Other less common causes of small bowel obstruction include:
- Strictures e.g. caused by Crohn’s disease
- Small bowel tumors
- Trauma
- Intussusception
- Bezoars
- Gallstone ileus (pseudo-obstruction)
- Superior mesenteric artery syndrome
- Hypokalemia (pseudo-obstruction)
Small-Bowel Obstruction
A 57-year-old man presents to the emergency department with fever and right upper quadrant pain. On examination, he has a blood pressure of 80/60mmHg, pulse rate of 110 bpm, respiratory rate of 22 breaths per minute and temperature of 38.9°C. The right upper quadrant is tender to palpation. Laboratory studies reveal high white cell count and mildly elevated bilirubin. Based on the findings you suspect acute cholangitis as the diagnosis.
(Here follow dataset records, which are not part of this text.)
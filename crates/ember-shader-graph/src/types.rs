//! Semantic types carried by shader graph nodes.

/// The semantic type of a shader value.
///
/// `Float4x4Array` carries its fixed element capacity; array-ness is
/// expressed at declaration sites with a bracket suffix, so the target
/// type keyword is always the element type.
#[derive(Debug, Clone, Copy, PartialEq, Eq)]
pub enum ValueType {
    Void,
    Bool,
    Int,
    UInt,
    Float,
    Float2,
    Float3,
    Float4,
    UInt4,
    Float3x3,
    Float4x4,
    Float4x4Array(u32),
    Texture2D,
    /// Untyped sentinel for raw operation nodes whose result type has not
    /// been resolved. The builder API never stores this; it exists for
    /// the low-level `add_node` escape hatch.
    Operation,
}

impl ValueType {
    /// Returns `true` for the matrix-shaped types.
    pub fn is_matrix(self) -> bool {
        matches!(
            self,
            ValueType::Float3x3 | ValueType::Float4x4 | ValueType::Float4x4Array(_)
        )
    }

    /// Returns `true` for the vector-shaped types.
    pub fn is_vector(self) -> bool {
        matches!(
            self,
            ValueType::Float2 | ValueType::Float3 | ValueType::Float4 | ValueType::UInt4
        )
    }

    /// Returns `true` for single-component numeric/boolean types.
    pub fn is_scalar(self) -> bool {
        matches!(
            self,
            ValueType::Bool | ValueType::Int | ValueType::UInt | ValueType::Float
        )
    }
}

/// The declared type of a custom uniform binding.
#[derive(Debug, Clone, Copy, PartialEq, Eq)]
pub enum UniformType {
    Bool,
    Int,
    UInt,
    Float,
    Vec2,
    Vec3,
    Vec4,
    UVec4,
    Mat3,
    Mat4,
    Mat4Array(u32),
}

impl UniformType {
    /// The semantic value type of a uniform declared with this type.
    pub fn value_type(self) -> ValueType {
        match self {
            UniformType::Bool => ValueType::Bool,
            UniformType::Int => ValueType::Int,
            UniformType::UInt => ValueType::UInt,
            UniformType::Float => ValueType::Float,
            UniformType::Vec2 => ValueType::Float2,
            UniformType::Vec3 => ValueType::Float3,
            UniformType::Vec4 => ValueType::Float4,
            UniformType::UVec4 => ValueType::UInt4,
            UniformType::Mat3 => ValueType::Float3x3,
            UniformType::Mat4 => ValueType::Float4x4,
            UniformType::Mat4Array(capacity) => ValueType::Float4x4Array(capacity),
        }
    }
}

/// Comparison operators usable in `Operator::Compare`.
#[derive(Debug, Clone, Copy, PartialEq, Eq)]
pub enum Comparison {
    Equal,
    NotEqual,
    Greater,
    GreaterEqual,
    Less,
    LessEqual,
    And,
    Or,
}

impl Comparison {
    /// The infix symbol shared by all three target languages.
    pub fn symbol(self) -> &'static str {
        match self {
            Comparison::Equal => "==",
            Comparison::NotEqual => "!=",
            Comparison::Greater => ">",
            Comparison::GreaterEqual => ">=",
            Comparison::Less => "<",
            Comparison::LessEqual => "<=",
            Comparison::And => "&&",
            Comparison::Or => "||",
        }
    }
}

/// Texture sampling filter for `Operator::Sampler2D`.
#[derive(Debug, Clone, Copy, PartialEq, Eq)]
pub enum SamplerFilter {
    Linear,
    Nearest,
}

#[cfg(test)]
mod tests {
    use super::*;

    #[test]
    fn uniform_types_map_to_value_types() {
        assert_eq!(UniformType::Vec3.value_type(), ValueType::Float3);
        assert_eq!(UniformType::UVec4.value_type(), ValueType::UInt4);
        assert_eq!(
            UniformType::Mat4Array(12).value_type(),
            ValueType::Float4x4Array(12)
        );
    }

    #[test]
    fn shape_predicates() {
        assert!(ValueType::Float4x4Array(4).is_matrix());
        assert!(ValueType::UInt4.is_vector());
        assert!(ValueType::UInt.is_scalar());
        assert!(!ValueType::Texture2D.is_scalar());
    }
}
Which one of the following organisms is most likely to have caused sepsis?
A. Staphylococcus aureus.
B. Pseudomonas aeruginosa.
C. Enterococcus fecalis.
D. Escherichia coli.
E. Treponema pallidum.
D. Escherichia coli.
Acute cholangitis is a clinical syndrome characterized by fever, abdominal pain and jaundice, developing as a result of stasis and infection in the biliary tract. It can rapidly progress to sepsis. Biliary system obstruction is the most common predisposing factor.
Culture of bile, ductal stones, and blocked biliary stents are positive in over 90% of cases, yielding a mixed growth of gram negative and gram positive bacteria. The most common bacteria isolated have colonic origin.
Escherichia coli is the major bacterium isolated (25 to 50%)
, followed by Klebsiella (15-20% percent) and Enterobacter species (5-10%). Enterococcus species (e.g. enterococcus fecalis) are the most common gram positive bacteria (10-20%).
Anaerobes, such as bacteroides and Clostridia, are usually present as isolated pathogens , but they are rarely the sole infecting organisms and it is not clear if they play a role in acute cholangitis.